From Figure 6, it can be seen that the computational time for DDMPC is roughly half that required by vehicle kinematics MPC. This stems from the fact that its computational effort depends solely on the data quantity N and prediction window L + v, rather than system complexity. These observations demonstrate that appropriate selection of N, L, and v enables us to achieve desired control performance while significantly reducing computational burden.
V. CONCLUSION
In this study, we researched the existing Data-driven Model Predictive Control method proposed by [18]–[21] and apply it to steering control of autonomous vehicle. Our experiments demonstrated that the algorithm could achieve stable front wheel angle control for tracking the reference trajectory, and compared to traditional MPC algorithms, it effectively reduces control errors and computation time. For more demonstrations of the effects of the experimental section go to: https://john0915aaa.github.io/DDMPC-for-AV-steering/.

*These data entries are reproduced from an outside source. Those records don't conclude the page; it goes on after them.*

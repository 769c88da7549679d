//! Per-body elevation results: in-memory cache, versioned persistence, and
//! the human-inspectable dump export.
#![forbid(unsafe_code)]

mod cache;
mod codec;
mod dump;
mod store;

pub use cache::ElevationCache;
pub use codec::{ELEVATION_PREFIX, SCAN_REV_KEY, load_cache, save_cache};
pub use dump::{render_dump, write_dump};
pub use store::SaveStore;
//! Celestial body metadata, surface coordinates, and terrain capabilities.
#![forbid(unsafe_code)]

use std::fmt;
use std::str::FromStr;
use std::sync::Arc;

/// Maximum parent-link hops before the hierarchy walk gives up. Real systems
/// never get anywhere near this; it guards against cyclic parent graphs.
const MAX_HIERARCHY_DEPTH: u32 = 100;

/// A coordinate on the surface of a body, with the altitude sampled there.
///
/// Latitude and longitude are in degrees, nominally in `[-90, 90]` and
/// `[-180, 180]`. Immutable once constructed; refinement always keeps the
/// better of two points, never averages them.
#[derive(Clone, Copy, Debug, PartialEq)]
pub struct SurfacePoint {
    pub latitude: f64,
    pub longitude: f64,
    pub altitude: f64,
}

impl SurfacePoint {
    #[inline]
    pub const fn new(latitude: f64, longitude: f64, altitude: f64) -> Self {
        Self {
            latitude,
            longitude,
            altitude,
        }
    }

    /// Sample the terrain at the given coordinates.
    #[inline]
    pub fn at(terrain: &dyn Terrain, latitude: f64, longitude: f64) -> Self {
        Self {
            latitude,
            longitude,
            altitude: terrain.altitude(latitude, longitude),
        }
    }
}

/// Renders the persisted text form: `<altitude>, <latitude>, <longitude>`.
///
/// Rust's shortest round-trip float formatting keeps `parse(to_string())`
/// exact, so no precision is pinned here.
impl fmt::Display for SurfacePoint {
    fn fmt(&self, f: &mut fmt::Formatter<'_>) -> fmt::Result {
        write!(f, "{}, {}, {}", self.altitude, self.latitude, self.longitude)
    }
}

impl FromStr for SurfacePoint {
    type Err = ParsePointError;

    fn from_str(text: &str) -> Result<Self, ParsePointError> {
        let parts: Vec<&str> = text.split(',').collect();
        if parts.len() != 3 {
            return Err(ParsePointError::FieldCount(parts.len()));
        }
        let altitude: f64 = parts[0].trim().parse()?;
        let latitude: f64 = parts[1].trim().parse()?;
        let longitude: f64 = parts[2].trim().parse()?;
        Ok(Self {
            latitude,
            longitude,
            altitude,
        })
    }
}

#[derive(Debug, Clone, PartialEq)]
pub enum ParsePointError {
    /// Wrong number of comma-separated fields (expected 3).
    FieldCount(usize),
    Number(std::num::ParseFloatError),
}

impl fmt::Display for ParsePointError {
    fn fmt(&self, f: &mut fmt::Formatter<'_>) -> fmt::Result {
        match self {
            ParsePointError::FieldCount(n) => {
                write!(f, "expected 3 comma-separated fields, got {n}")
            }
            ParsePointError::Number(e) => write!(f, "bad number: {e}"),
        }
    }
}

impl std::error::Error for ParsePointError {}

impl From<std::num::ParseFloatError> for ParsePointError {
    fn from(e: std::num::ParseFloatError) -> Self {
        ParsePointError::Number(e)
    }
}

/// The expensive, opaque height function of a body.
///
/// Implementations must tolerate coordinates slightly outside the nominal
/// ranges: refinement sub-grids can overshoot past the poles and across the
/// antimeridian by a fraction of a degree.
pub trait Terrain {
    /// Altitude at the given latitude/longitude, in degrees.
    fn altitude(&self, latitude: f64, longitude: f64) -> f64;
}

impl<F> Terrain for F
where
    F: Fn(f64, f64) -> f64,
{
    #[inline]
    fn altitude(&self, latitude: f64, longitude: f64) -> f64 {
        self(latitude, longitude)
    }
}

pub type SharedTerrain = Arc<dyn Terrain + Send + Sync>;

/// A celestial body as seen by the scanner: an identity, an optional solid
/// surface, and the orbital metadata used for scheduling priority.
#[derive(Clone)]
pub struct Body {
    /// Opaque identity; keys every per-body cache.
    pub name: String,
    /// Index of the body this one orbits. A root body references itself.
    pub parent: usize,
    /// Semi-major axis of the body's own orbit. Zero for a root body.
    pub sma: f64,
    pub is_home: bool,
    pub has_surface: bool,
    pub terrain: Option<SharedTerrain>,
}

impl Body {
    /// True when the body both claims a surface and can actually be sampled.
    #[inline]
    pub fn solid_surface(&self) -> bool {
        self.has_surface && self.terrain.is_some()
    }
}

/// The set of bodies in a system, with hierarchy queries over parent links.
pub struct StarSystem {
    bodies: Vec<Body>,
    home: Option<usize>,
}

impl StarSystem {
    pub fn new(mut bodies: Vec<Body>) -> Self {
        let len = bodies.len();
        for (index, body) in bodies.iter_mut().enumerate() {
            if body.parent >= len {
                log::warn!(
                    "body {} has out-of-range parent index {}; treating as root",
                    body.name,
                    body.parent
                );
                body.parent = index;
            }
        }
        let home = bodies.iter().position(|b| b.is_home);
        Self { bodies, home }
    }

    #[inline]
    pub fn len(&self) -> usize {
        self.bodies.len()
    }

    #[inline]
    pub fn is_empty(&self) -> bool {
        self.bodies.is_empty()
    }

    #[inline]
    pub fn body(&self, index: usize) -> &Body {
        &self.bodies[index]
    }

    #[inline]
    pub fn bodies(&self) -> &[Body] {
        &self.bodies
    }

    /// Index of the home body, if the system designates one.
    #[inline]
    pub fn home(&self) -> Option<usize> {
        self.home
    }

    /// Orbital hierarchy level: 0 for a root body, 1 for its planets, 2 for
    /// their moons, and so on. The walk is depth-capped; on overflow it logs
    /// and reports the level reached rather than looping forever.
    pub fn hierarchy_level(&self, index: usize) -> u32 {
        let mut level = 0;
        let mut current = index;
        while self.bodies[current].parent != current {
            level += 1;
            if level > MAX_HIERARCHY_DEPTH {
                log::error!(
                    "hierarchy overflow for {} (parent {})",
                    self.bodies[index].name,
                    self.bodies[self.bodies[current].parent].name
                );
                break;
            }
            current = self.bodies[current].parent;
        }
        level
    }

    /// True when the body directly orbits the home body.
    pub fn is_home_moon(&self, index: usize) -> bool {
        self.home
            .is_some_and(|home| index != home && self.bodies[index].parent == home)
    }

    /// True when the body orbits the same parent as the home body, excluding
    /// the home body itself and the central body.
    pub fn is_home_sibling(&self, index: usize) -> bool {
        let Some(home) = self.home else {
            return false;
        };
        if index == home {
            return false;
        }
        let body = &self.bodies[index];
        if body.parent == index {
            return false;
        }
        body.parent == self.bodies[home].parent
    }
}

#[cfg(test)]
mod tests {
    use super::*;
    use proptest::prelude::*;

    fn flat(_latitude: f64, _longitude: f64) -> f64 {
        0.0
    }

    fn body(name: &str, parent: usize, sma: f64, is_home: bool) -> Body {
        Body {
            name: name.to_string(),
            parent,
            sma,
            is_home,
            has_surface: true,
            terrain: Some(Arc::new(flat) as SharedTerrain),
        }
    }

    fn small_system() -> StarSystem {
        StarSystem::new(vec![
            body("Aster", 0, 0.0, false),
            body("Gaia", 0, 150.0, true),
            body("Luna", 1, 0.4, false),
            body("Ares", 0, 228.0, false),
            body("Phox", 3, 0.1, false),
        ])
    }

    #[test]
    fn point_text_round_trips() {
        let cases = [
            SurfacePoint::new(-0.1, -179.25, -432.5),
            SurfacePoint::new(90.0, 0.0, 6761.3),
            SurfacePoint::new(-90.0, 0.0, 0.015625),
        ];
        for point in cases {
            let parsed: SurfacePoint = point.to_string().parse().unwrap();
            assert_eq!(parsed, point);
        }
    }

    #[test]
    fn parse_trims_field_whitespace() {
        let parsed: SurfacePoint = " 1250.5 ,  -3.25,7 ".parse().unwrap();
        assert_eq!(parsed, SurfacePoint::new(-3.25, 7.0, 1250.5));
    }

    #[test]
    fn parse_rejects_wrong_field_count() {
        assert_eq!(
            "1.0, 2.0".parse::<SurfacePoint>(),
            Err(ParsePointError::FieldCount(2))
        );
        assert!(matches!(
            "1.0, 2.0, 3.0, 4.0".parse::<SurfacePoint>(),
            Err(ParsePointError::FieldCount(4))
        ));
    }

    #[test]
    fn parse_rejects_bad_numbers() {
        assert!(matches!(
            "up, 2.0, 3.0".parse::<SurfacePoint>(),
            Err(ParsePointError::Number(_))
        ));
    }

    #[test]
    fn hierarchy_levels() {
        let system = small_system();
        assert_eq!(system.hierarchy_level(0), 0);
        assert_eq!(system.hierarchy_level(1), 1);
        assert_eq!(system.hierarchy_level(2), 2);
        assert_eq!(system.hierarchy_level(4), 2);
    }

    #[test]
    fn hierarchy_walk_survives_a_cycle() {
        let system = StarSystem::new(vec![body("Ouro", 1, 1.0, false), body("Boros", 0, 1.0, false)]);
        // Neither body is its own parent, so the walk can only stop at the cap.
        assert_eq!(system.hierarchy_level(0), MAX_HIERARCHY_DEPTH + 1);
    }

    #[test]
    fn out_of_range_parent_becomes_root() {
        let system = StarSystem::new(vec![body("Stray", 7, 1.0, false)]);
        assert_eq!(system.hierarchy_level(0), 0);
    }

    #[test]
    fn home_moons_and_siblings() {
        let system = small_system();
        assert_eq!(system.home(), Some(1));
        assert!(system.is_home_moon(2));
        assert!(!system.is_home_moon(1));
        assert!(!system.is_home_moon(4));
        assert!(system.is_home_sibling(3));
        assert!(!system.is_home_sibling(1)); // the home body itself
        assert!(!system.is_home_sibling(0)); // the central body
        assert!(!system.is_home_sibling(4)); // a moon of a sibling
    }

    #[test]
    fn solid_surface_needs_flag_and_terrain() {
        let mut stripped = body("Wisp", 0, 1.0, false);
        stripped.terrain = None;
        assert!(!stripped.solid_surface());
        let mut gassy = body("Veil", 0, 1.0, false);
        gassy.has_surface = false;
        assert!(!gassy.solid_surface());
        assert!(body("Rock", 0, 1.0, false).solid_surface());
    }

    proptest! {
        #[test]
        fn any_point_round_trips(
            latitude in -90.0f64..=90.0,
            longitude in -180.0f64..=180.0,
            altitude in -12_000.0f64..=12_000.0,
        ) {
            let point = SurfacePoint::new(latitude, longitude, altitude);
            let parsed: SurfacePoint = point.to_string().parse().unwrap();
            prop_assert_eq!(parsed, point);
        }
    }
}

在本研究中,我们研究了现有的数据驱动模型预测控制方法,该方法由文献[18]-[21]提出,并将其应用于自动驾驶车辆的转向控制。我们的实验表明,该算法能够实现稳定的前轮角度控制以跟踪参考轨迹,与传统的MPC算法相比,它有效地减少了控制误差和计算时间 。有关实验部分效果的更多演示,您可以参考以下链接:DDMPC-for-AV-steering。
Our future work will focus on enhancing the algorithm’s robustness and real-time adaptability to further improve its effectiveness in diverse driving conditions.
我们未来的工作将专注于增强算法的鲁棒性和实时适应性 ,以进一步提高其在多样化驾驶条件下的有效性。